All taxpayers should, because the entire US economy would collapse without cost-effective export shipping. Also, the issue is less of who pays and more of the strict liability. I don't think FedEx would mind implementing commercially reasonable measure to check high-risk packages--like customs does--but the issue is that they are now in the business of interpreting the law, and if the government disagrees they get in trouble.
It's impossible for a carrier to check every package, nor is it legal in many cases. CBP can't check every vehicle at every point of entry, no one can.
You can make whatever regulations you want, but some impossible things are impossible.
They could in fact actually open every box to check the contents. 15 million is not some unfathomably large number of boxes per day. It would increase the cost of shipping across the borders that require that additional checking, by whatever amount is necessary to hire and organize staff to do that checking. That increase in cost could be shifted to the senders, and in turn the volume of packages would decrease. Trade would not "shut down," but it would decrease.
That's just from one carrier. I'm amazed someone is arguing that this is a practical task instead of asking if these tariffs are really worthwhile or if there are better ways to do this than mass privacy violations and checking every piece of mail sent in the United States
I don't personally think it's worth it, no. To me, though, that's a different issue than "it can't be done."
"Yes, we can do A. The likely result of this action, however, is X Y Z." I prefer to present the situation like this rather than short-circuiting via "I know we are unwilling to accept X Y Z," and so therefore, "we can't do A."

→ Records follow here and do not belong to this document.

pub mod block;
pub mod blockchain;
pub mod error;
pub mod merkle;
pub mod mining;
pub mod serialize;
pub mod transaction;
pub mod utxo;
pub mod wallet;

pub use block::{Block, BlockHeader};
pub use blockchain::{Blockchain, BlockchainStats, NetworkParams};
pub use error::{CoreError, CoreResult};
pub use mining::{Mempool, Miner, NodeState, SUBSIDY};
pub use transaction::{Transaction, TxIn, TxOut};
pub use utxo::UtxoSet;
pub use wallet::{Wallet, DUST_THRESHOLD, FEE};

pub use shared::{BlockchainError, Hash256, OutPoint, Result};
use std::sync::atomic::{AtomicBool, Ordering};
use std::sync::{Arc, Mutex};
use std::thread::{self, JoinHandle};
use std::time::{Duration, SystemTime, UNIX_EPOCH};

use tracing::{debug, info, warn};

use crate::block::{Block, BlockHeader};
use crate::blockchain::Blockchain;
use crate::error::CoreResult;
use crate::transaction::Transaction;
use shared::Hash256;

/// Coinbase subsidy paid to whoever mines a block.
pub const SUBSIDY: i64 = 5_000_000_000;

/// Pending transactions waiting to be included in a block. Simple FIFO;
/// the spec does not require fee-based ordering.
#[derive(Debug, Clone, Default)]
pub struct Mempool(Vec<Transaction>);

impl Mempool {
    #[must_use]
    pub fn new() -> Self {
        Self::default()
    }

    pub fn push(&mut self, tx: Transaction) {
        self.0.push(tx);
    }

    #[must_use]
    pub fn snapshot(&self) -> Vec<Transaction> {
        self.0.clone()
    }

    pub fn clear(&mut self) {
        self.0.clear();
    }

    #[must_use]
    pub fn is_empty(&self) -> bool {
        self.0.is_empty()
    }

    #[must_use]
    pub fn len(&self) -> usize {
        self.0.len()
    }
}

/// The three resources a mining worker and the command dispatcher both
/// touch, behind one coarse lock.
pub struct NodeState {
    pub chain: Blockchain,
    pub mempool: Mempool,
}

impl NodeState {
    #[must_use]
    pub fn new(chain: Blockchain) -> Self {
        Self {
            chain,
            mempool: Mempool::new(),
        }
    }
}

/// Drives block assembly and mining against a shared [`NodeState`]. Holds
/// no chain data itself: `mine_once`/`mine_manual`/`run_background` all
/// take the shared lock explicitly, per the single-mutex design.
pub struct Miner {
    state: Arc<Mutex<NodeState>>,
    miner_address: String,
    mining: Arc<AtomicBool>,
    worker: Option<JoinHandle<()>>,
}

impl Miner {
    #[must_use]
    pub fn new(state: Arc<Mutex<NodeState>>, miner_address: String) -> Self {
        Self {
            state,
            miner_address,
            mining: Arc::new(AtomicBool::new(false)),
            worker: None,
        }
    }

    #[must_use]
    pub fn is_mining(&self) -> bool {
        self.mining.load(Ordering::SeqCst)
    }

    /// Assembles a candidate block from a snapshot of chain/mempool state:
    /// a coinbase paying `miner_address` followed by the mempool's
    /// transactions, in snapshot order. Dependent transactions relying on
    /// an output produced earlier in the same snapshot are not
    /// reordered — the mempool is responsible for admitting transactions
    /// only once their inputs are already confirmed.
    fn assemble_block(chain: &Blockchain, mempool_snapshot: Vec<Transaction>, miner_address: &str) -> Block {
        let difficulty = chain.required_difficulty();
        let height = chain.height() + 1;
        let coinbase = Transaction::coinbase(height, SUBSIDY, miner_address);

        let mut transactions = Vec::with_capacity(1 + mempool_snapshot.len());
        transactions.push(coinbase);
        transactions.extend(mempool_snapshot);

        let header = BlockHeader {
            version: 1,
            prev_block_hash: chain.tip().hash(),
            merkle_root: Hash256::zero(),
            timestamp: now(),
            bits: difficulty,
            nonce: 0,
        };
        Block::new(header, transactions)
    }

    /// Starts the background mining loop if it is not already running.
    /// The loop exits at its next iteration boundary once `stop` is
    /// called; callers must still `join` (via `stop`) before the process
    /// exits.
    pub fn start(&mut self) {
        if self.mining.swap(true, Ordering::SeqCst) {
            return;
        }
        let state = Arc::clone(&self.state);
        let mining = Arc::clone(&self.mining);
        let miner_address = self.miner_address.clone();

        self.worker = Some(thread::spawn(move || {
            info!("miner started");
            while mining.load(Ordering::SeqCst) {
                mine_iteration(&state, &mining, &miner_address);
                thread::sleep(Duration::from_millis(10));
            }
            info!("miner stopped");
        }));
    }

    /// Signals the background loop to stop and waits for it to exit.
    pub fn stop(&mut self) {
        self.mining.store(false, Ordering::SeqCst);
        if let Some(handle) = self.worker.take() {
            let _ = handle.join();
        }
    }

    /// Mines `count` blocks synchronously, holding the shared lock for the
    /// entire assembly-and-mine of each block (simpler than the
    /// background path, but blocks out the background miner and any
    /// concurrent command while it runs).
    ///
    /// # Errors
    ///
    /// Returns the first block-validation failure encountered; blocks
    /// mined before the failure remain committed.
    pub fn mine_manual(&self, count: u32) -> CoreResult<Vec<Hash256>> {
        let mut hashes = Vec::with_capacity(count as usize);
        for _ in 0..count {
            let mut guard = self.state.lock().expect("state mutex poisoned");
            let mempool_snapshot = guard.mempool.snapshot();
            let had_mempool = !mempool_snapshot.is_empty();
            let mut block = Self::assemble_block(&guard.chain, mempool_snapshot, &self.miner_address);
            let difficulty = block.header.bits;
            block.finalize_and_mine(difficulty);

            guard.chain.add_block(block.clone())?;
            if had_mempool {
                guard.mempool.clear();
            }
            hashes.push(block.hash());
        }
        Ok(hashes)
    }
}

/// One background-worker iteration: snapshot under lock, mine unlocked,
/// commit-or-drop-stale under lock.
fn mine_iteration(state: &Arc<Mutex<NodeState>>, mining: &Arc<AtomicBool>, miner_address: &str) {
    let (prev_tip_hash, mut block, had_mempool) = {
        let guard = state.lock().expect("state mutex poisoned");
        let mempool_snapshot = guard.mempool.snapshot();
        debug!(count = mempool_snapshot.len(), "mempool snapshot taken by miner");
        let had_mempool = !mempool_snapshot.is_empty();
        let block = Miner::assemble_block(&guard.chain, mempool_snapshot, miner_address);
        (guard.chain.tip().hash(), block, had_mempool)
    };

    let difficulty = block.header.bits;
    block.finalize_and_mine(difficulty);

    if !mining.load(Ordering::SeqCst) {
        return;
    }

    let mut guard = state.lock().expect("state mutex poisoned");
    if guard.chain.tip().hash() != prev_tip_hash {
        warn!(hash = %block.hash(), "stale block dropped");
        return;
    }
    let hash = block.hash();
    match guard.chain.add_block(block) {
        Ok(()) => {
            if had_mempool {
                guard.mempool.clear();
            }
        }
        Err(e) => warn!(hash = %hash, error = %e, "mined block rejected"),
    }
}

fn now() -> u32 {
    SystemTime::now()
        .duration_since(UNIX_EPOCH)
        .expect("system clock is before the Unix epoch")
        .as_secs() as u32
}
use shared::BlockchainError;
use thiserror::Error;

/// Validation and runtime errors raised by the chain core. Wraps
/// [`shared::BlockchainError`] for the primitives it builds on.
#[derive(Error, Debug)]
pub enum CoreError {
    #[error("block does not link to the current tip")]
    Linkage,

    #[error("block fails proof-of-work at the required difficulty")]
    Pow,

    #[error("block's stored difficulty does not match the required difficulty")]
    DifficultyMismatch,

    #[error("block's merkle root does not match its transactions")]
    Merkle,

    #[error("referenced output is missing or already spent: {0}")]
    MissingUtxo(String),

    #[error("transaction inputs do not cover its outputs")]
    InsufficientFunds,

    #[error("wallet does not have enough spendable funds")]
    InsufficientFundsWallet,

    #[error("signature check failed for input {0}")]
    BadSignature(usize),

    #[error("coinbase output exceeds the block subsidy")]
    SubsidyExceeded,

    #[error("transaction is structurally invalid: {0}")]
    InvalidTransaction(String),

    #[error("block is structurally invalid: {0}")]
    InvalidBlock(String),

    #[error("block log is corrupted at block {height}: {source}")]
    CorruptedLog {
        height: u64,
        #[source]
        source: Box<CoreError>,
    },

    #[error("a wallet key already exists; pass force=true to overwrite")]
    WalletExists,

    #[error(transparent)]
    Primitive(#[from] BlockchainError),
}

pub type CoreResult<T> = std::result::Result<T, CoreError>;
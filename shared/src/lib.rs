pub mod base58;
pub mod crypto;
pub mod error;
pub mod hash;
pub mod types;

pub use crypto::{KeyPair, PrivateKey, PublicKey};
pub use error::BlockchainError;
pub use hash::{from_hex, hash160, hash256, sha256, to_hex, Hash256};
pub use types::{Amount, BlockHeight, BlockId, OutPoint, OutputIndex, TxId};

pub type Result<T> = std::result::Result<T, BlockchainError>;
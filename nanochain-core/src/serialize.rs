//! Little-endian, length-prefixed framing shared by transaction ID
//! derivation, wire serialization, and the on-disk block log.
//!
//! A length-prefixed field is a `u32` byte count followed by that many raw
//! bytes. All integers are little-endian.

use shared::BlockchainError;

/// Accumulates bytes for one of the canonical serializations.
#[derive(Debug, Default)]
pub struct Writer(Vec<u8>);

impl Writer {
    #[must_use]
    pub fn new() -> Self {
        Self(Vec::new())
    }

    pub fn write_u32(&mut self, v: u32) {
        self.0.extend_from_slice(&v.to_le_bytes());
    }

    pub fn write_i32(&mut self, v: i32) {
        self.0.extend_from_slice(&v.to_le_bytes());
    }

    pub fn write_i64(&mut self, v: i64) {
        self.0.extend_from_slice(&v.to_le_bytes());
    }

    pub fn write_raw(&mut self, bytes: &[u8]) {
        self.0.extend_from_slice(bytes);
    }

    pub fn write_len_prefixed(&mut self, bytes: &[u8]) {
        self.write_u32(bytes.len() as u32);
        self.write_raw(bytes);
    }

    #[must_use]
    pub fn into_bytes(self) -> Vec<u8> {
        self.0
    }
}

/// Reads values out of a byte slice in the same order `Writer` wrote them,
/// tracking a cursor and failing with `BlockchainError::Io` on truncation.
pub struct Reader<'a> {
    data: &'a [u8],
    pos: usize,
}

impl<'a> Reader<'a> {
    #[must_use]
    pub fn new(data: &'a [u8]) -> Self {
        Self { data, pos: 0 }
    }

    fn take(&mut self, n: usize) -> Result<&'a [u8], BlockchainError> {
        if self.pos + n > self.data.len() {
            return Err(truncated());
        }
        let slice = &self.data[self.pos..self.pos + n];
        self.pos += n;
        Ok(slice)
    }

    pub fn read_u32(&mut self) -> Result<u32, BlockchainError> {
        let bytes: [u8; 4] = self.take(4)?.try_into().expect("length checked above");
        Ok(u32::from_le_bytes(bytes))
    }

    pub fn read_i32(&mut self) -> Result<i32, BlockchainError> {
        let bytes: [u8; 4] = self.take(4)?.try_into().expect("length checked above");
        Ok(i32::from_le_bytes(bytes))
    }

    pub fn read_i64(&mut self) -> Result<i64, BlockchainError> {
        let bytes: [u8; 8] = self.take(8)?.try_into().expect("length checked above");
        Ok(i64::from_le_bytes(bytes))
    }

    pub fn read_array32(&mut self) -> Result<[u8; 32], BlockchainError> {
        let bytes: [u8; 32] = self.take(32)?.try_into().expect("length checked above");
        Ok(bytes)
    }

    pub fn read_len_prefixed(&mut self) -> Result<Vec<u8>, BlockchainError> {
        let len = self.read_u32()? as usize;
        Ok(self.take(len)?.to_vec())
    }

    pub fn read_len_prefixed_string(&mut self) -> Result<String, BlockchainError> {
        let bytes = self.read_len_prefixed()?;
        String::from_utf8(bytes).map_err(|e| BlockchainError::InvalidKeyBytes(e.to_string()))
    }

    /// True once every byte of the underlying slice has been consumed.
    #[must_use]
    pub fn is_empty(&self) -> bool {
        self.pos >= self.data.len()
    }
}

fn truncated() -> BlockchainError {
    BlockchainError::Io(std::io::Error::new(
        std::io::ErrorKind::UnexpectedEof,
        "truncated record",
    ))
}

it's not pedantic. there is a very wide chasm between impractical, which can quickly become practical given an appropriate change of conditions -- see: the entire history of computer development, and impossible.
You're being snarky, but you are totally correct. The US could certainly just shut down all exports, and pretty quickly all trade would cease, and the economy would totally implode. It's completely doable, if that's what we want to do to ourselves. Lately, we Americans seem to really like shooting ourselves in the foot, so this would just be more of that, except with a bigger gun.
It isn't. It's completely ineffective and a waste of resources.
Even given a highly inefficient but effective way of preventing goods from being shipped directly from the US to China, what's stopping anyone from shipping them from the US to Vietnam or Thailand and then from there to China? Or the same for corporations rather than countries?
There is no point in doing something that costs you more resources to attempt to implement than it costs the opposition to successfully evade.
Then don't export? Leave it to another company willing to take that risk and inconvenience, and price international shipping in accordance with that risk and inconvenience.